Posted on 08/10/2002 12:36:14 AM PDT by sourcery

One night I was sitting at home innocently minding my own business, the TV on with the sound down as I prefer it, and I happened to look up and see Captain Christopher Pike (Jeffery Hunter) in that original pilot episode of Star Trek. (For you purists, this was the one they reused the pilot in, the 2-parter called "Menagerie.")

And now there he is, battling some big Mongol-looking guy with bad teeth on this Other Planet that's got this real fancy castle and ringed planet like Saturn painted in the background. And it occurred to me: why were there always planets with big Mongol guys with bad teeth fighting with battle-axes on all those Star Trek shows?

And let's just say I go to one of these planets with these giant Mongol guys, and I have a laser gun or phaser beam or whatever. Why, if I'm one of these Star Trek guys, do I always end up fighting with them hand-to-hand, and get my velour pajama shirt all artistically ripped and torn? And why don't the giant Mongol guys just chop me up with their axes, especially when I'm just a little phaserless Earth runt in velour pajamas?

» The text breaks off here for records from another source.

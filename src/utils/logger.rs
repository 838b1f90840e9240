use tracing_subscriber::{layer::SubscriberExt, util::SubscriberInitExt, EnvFilter};

pub fn init_cli_logger(verbose: bool) {
    let filter = if verbose {
        EnvFilter::try_from_default_env()
            .unwrap_or_else(|_| EnvFilter::new("socialinsight=debug,info"))
    } else {
        EnvFilter::try_from_default_env().unwrap_or_else(|_| EnvFilter::new("socialinsight=info"))
    };

    tracing_subscriber::registry()
        .with(filter)
        .with(
            tracing_subscriber::fmt::layer()
                .with_target(false)
                .with_thread_ids(false)
                .with_file(false)
                .with_line_number(false)
                .compact(),
        )
        .init();
}

pub fn init_server_logger(verbose: bool) {
    let filter = if verbose {
        EnvFilter::try_from_default_env()
            .unwrap_or_else(|_| EnvFilter::new("socialinsight=debug,tower_http=debug,info"))
    } else {
        EnvFilter::try_from_default_env().unwrap_or_else(|_| EnvFilter::new("socialinsight=info"))
    };

    tracing_subscriber::registry()
        .with(filter)
        .with(
            tracing_subscriber::fmt::layer()
                .with_target(false)
                .with_thread_ids(false)
                .with_file(false)
                .with_line_number(false)
                .json(), // 伺服器模式輸出 JSON 方便收集
        )
        .init();
}
//! HTTP route handlers for the dashboard: HTML partials, JSON API and controls.

use crate::dashboard::sse::create_sse_stream;
use crate::dashboard::state::{DashboardState, DashboardStats, HistoryPoint};
use crate::domain::model::{Post, Profile};
use axum::{
    extract::State,
    response::{Html, IntoResponse, Json},
};
use serde::Serialize;
use std::sync::Arc;

// ============================================================================
// HTML PAGE HANDLERS (HTMX partials)
// ============================================================================

/// 主頁外殼
pub async fn index_page() -> impl IntoResponse {
    Html(include_str!("../../static/index.html"))
}

/// 檔案列表 partial
pub async fn profiles_page(State(state): State<Arc<DashboardState>>) -> impl IntoResponse {
    let profiles = state.profiles.read().await;
    Html(render_profiles_table(&profiles))
}

/// 貼文列表 partial
pub async fn posts_page(State(state): State<Arc<DashboardState>>) -> impl IntoResponse {
    let posts = state.posts.read().await;
    let profiles = state.profiles.read().await;
    Html(render_posts_table(&posts, &profiles))
}

/// 趨勢圖 partial（內嵌 Chart.js 序列）
pub async fn trends_page(State(state): State<Arc<DashboardState>>) -> impl IntoResponse {
    let stats = state.get_stats().await;
    let history = state.get_history().await;
    Html(render_trends(&stats, &history))
}

// ============================================================================
// API HANDLERS (JSON)
// ============================================================================

pub async fn api_profiles(State(state): State<Arc<DashboardState>>) -> impl IntoResponse {
    let profiles = state.profiles.read().await;
    Json(profiles.clone())
}

pub async fn api_posts(State(state): State<Arc<DashboardState>>) -> impl IntoResponse {
    let posts = state.posts.read().await;
    Json(posts.clone())
}

pub async fn api_stats(State(state): State<Arc<DashboardState>>) -> impl IntoResponse {
    Json(state.get_stats().await)
}

pub async fn api_history(State(state): State<Arc<DashboardState>>) -> impl IntoResponse {
    Json(state.get_history().await)
}

/// SSE events endpoint
pub async fn api_events(State(state): State<Arc<DashboardState>>) -> impl IntoResponse {
    create_sse_stream(state)
}

// ============================================================================
// CONTROL HANDLERS
// ============================================================================

#[derive(Debug, Serialize)]
pub struct RefreshResponse {
    pub success: bool,
    pub message: String,
}

/// 手動觸發一次重新抓取
pub async fn api_refresh(State(state): State<Arc<DashboardState>>) -> impl IntoResponse {
    state.request_refresh();
    Json(RefreshResponse {
        success: true,
        message: "Refresh scheduled".to_string(),
    })
}

// ============================================================================
// HTML PARTIAL RENDERERS
// ============================================================================

fn render_profiles_table(profiles: &[Profile]) -> String {
    if profiles.is_empty() {
        return r#"
        <div class="empty-state">
            <p>No profiles scraped yet. Waiting for the first refresh...</p>
        </div>
        "#
        .to_string();
    }

    let mut html = String::from(
        r#"
    <table class="data-table">
        <thead>
            <tr>
                <th>Profile</th>
                <th>Platform</th>
                <th class="num">Followers</th>
                <th class="num">Following</th>
                <th class="num">Posts</th>
                <th>Bio</th>
            </tr>
        </thead>
        <tbody>
    "#,
    );

    let mut sorted: Vec<&Profile> = profiles.iter().collect();
    sorted.sort_by(|a, b| b.followers.cmp(&a.followers));

    for profile in sorted {
        html.push_str(&format!(
            r#"
            <tr>
                <td><strong>{}</strong> <span class="muted">@{}</span></td>
                <td>{}</td>
                <td class="num">{}</td>
                <td class="num">{}</td>
                <td class="num">{}</td>
                <td class="bio">{}</td>
            </tr>
        "#,
            html_escape(&profile.display_name),
            html_escape(&profile.handle),
            html_escape(&profile.platform),
            format_count(profile.followers),
            format_count(profile.following),
            format_count(profile.posts_count),
            html_escape(&profile.bio),
        ));
    }

    html.push_str("</tbody></table>");
    html
}

fn render_posts_table(posts: &[Post], profiles: &[Profile]) -> String {
    if posts.is_empty() {
        return r#"
        <div class="empty-state">
            <p>No posts collected yet.</p>
        </div>
        "#
        .to_string();
    }

    let mut html = String::from(
        r#"
    <table class="data-table">
        <thead>
            <tr>
                <th>Author</th>
                <th>Excerpt</th>
                <th class="num">Likes</th>
                <th class="num">Comments</th>
                <th class="num">Shares</th>
                <th class="num">Engagement</th>
            </tr>
        </thead>
        <tbody>
    "#,
    );

    let followers_of = |author: &str| -> u64 {
        profiles
            .iter()
            .find(|p| p.handle == author)
            .map(|p| p.followers)
            .unwrap_or(0)
    };

    let mut sorted: Vec<&Post> = posts.iter().collect();
    sorted.sort_by(|a, b| b.interactions().cmp(&a.interactions()));

    for post in sorted {
        let followers = followers_of(&post.author);
        let rate = crate::analysis::stats::engagement_rate(
            post.likes,
            post.comments,
            post.shares,
            followers,
        );
        let rate_class = if rate >= 0.05 { "rate-high" } else { "rate-low" };

        html.push_str(&format!(
            r#"
            <tr>
                <td>@{}</td>
                <td class="excerpt">{}</td>
                <td class="num">{}</td>
                <td class="num">{}</td>
                <td class="num">{}</td>
                <td class="num {}">{:.2}%</td>
            </tr>
        "#,
            html_escape(&post.author),
            html_escape(&post.excerpt),
            format_count(post.likes),
            format_count(post.comments),
            format_count(post.shares),
            rate_class,
            rate * 100.0,
        ));
    }

    html.push_str("</tbody></table>");
    html
}

fn render_trends(stats: &DashboardStats, history: &[HistoryPoint]) -> String {
    let labels: Vec<String> = history
        .iter()
        .map(|p| format!("\"{}\"", p.label))
        .collect();
    let follower_data: Vec<String> = history
        .iter()
        .map(|p| p.total_followers.to_string())
        .collect();
    let engagement_data: Vec<String> = history
        .iter()
        .map(|p| format!("{:.4}", p.mean_engagement_rate * 100.0))
        .collect();

    let trend_class = if stats.follower_trend >= 0.0 {
        "trend-up"
    } else {
        "trend-down"
    };

    format!(
        r#"
    <div class="cards">
        <div class="card">
            <div class="card-label">Profiles</div>
            <div class="card-value">{}</div>
        </div>
        <div class="card">
            <div class="card-label">Total Followers</div>
            <div class="card-value">{}</div>
        </div>
        <div class="card">
            <div class="card-label">Mean Engagement</div>
            <div class="card-value">{:.2}%</div>
        </div>
        <div class="card">
            <div class="card-label">Follower Trend</div>
            <div class="card-value {}">{:+.1}/refresh</div>
        </div>
    </div>

    <div class="chart-panel">
        <h3>Followers over time</h3>
        <canvas id="followerChart" height="300"></canvas>
    </div>

    <script>
        (() => {{
            const ctx = document.getElementById('followerChart').getContext('2d');
            if (window._followerChart) {{
                window._followerChart.destroy();
            }}
            window._followerChart = new Chart(ctx, {{
                type: 'line',
                data: {{
                    labels: [{}],
                    datasets: [
                        {{
                            label: 'Total followers',
                            data: [{}],
                            borderColor: 'rgb(59, 130, 246)',
                            backgroundColor: 'rgba(59, 130, 246, 0.1)',
                            fill: true,
                            tension: 0.3,
                            yAxisID: 'y'
                        }},
                        {{
                            label: 'Mean engagement (%)',
                            data: [{}],
                            borderColor: 'rgb(34, 197, 94)',
                            fill: false,
                            tension: 0.3,
                            yAxisID: 'y1'
                        }}
                    ]
                }},
                options: {{
                    responsive: true,
                    scales: {{
                        y: {{ beginAtZero: true, position: 'left' }},
                        y1: {{ beginAtZero: true, position: 'right', grid: {{ drawOnChartArea: false }} }}
                    }}
                }}
            }});
        }})();
    </script>
    "#,
        stats.profile_count,
        format_count(stats.total_followers),
        stats.mean_engagement_rate * 100.0,
        trend_class,
        stats.follower_trend,
        labels.join(", "),
        follower_data.join(", "),
        engagement_data.join(", ")
    )
}

/// 1234567 -> "1.2M" 之類的卡片顯示
fn format_count(value: u64) -> String {
    if value >= 1_000_000_000 {
        format!("{:.1}B", value as f64 / 1_000_000_000.0)
    } else if value >= 1_000_000 {
        format!("{:.1}M", value as f64 / 1_000_000.0)
    } else if value >= 10_000 {
        format!("{:.1}K", value as f64 / 1_000.0)
    } else {
        value.to_string()
    }
}

/// Simple HTML escaping to prevent XSS
fn html_escape(s: &str) -> String {
    s.replace('&', "&amp;")
        .replace('<', "&lt;")
        .replace('>', "&gt;")
        .replace('"', "&quot;")
        .replace('\'', "&#x27;")
}

// ============================================================================
// HEALTH CHECK
// ============================================================================

#[derive(Serialize)]
pub struct HealthResponse {
    pub status: String,
    pub version: String,
    pub uptime_secs: u64,
}

static START_TIME: std::sync::OnceLock<std::time::Instant> = std::sync::OnceLock::new();

pub async fn health_check() -> impl IntoResponse {
    let start = START_TIME.get_or_init(std::time::Instant::now);
    let uptime = start.elapsed().as_secs();

    Json(HealthResponse {
        status: "healthy".to_string(),
        version: env!("CARGO_PKG_VERSION").to_string(),
        uptime_secs: uptime,
    })
}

I guess it's supposed to show how tough Earth men are, that they can throw down their phasers and fight hand-to-hand with giant gap-toothed Mongols on another planet and always come out on top with only their velour pajama shirts ripped strategically.

Later—or was it earlier?—I was watching this other episode about this giant tinker-toy spaceship that turned out to be run by this ugly-looking baby with a really annoying laugh. Remember that one? A high-caliber mental exercise, if ever there was one.

And it was then, right then, like I was shot with a diamond bullet in my forehead, as Marlon Brando said in Apocalypse Now, that I realized what a truly intellectual experience Star Trek is. Or was.

I began to ask myself a sober and serious question: why did I ever like this show, even as a kid? Was it because it was the only thing of its kind on at the time, and I didn't know any better? Hmm.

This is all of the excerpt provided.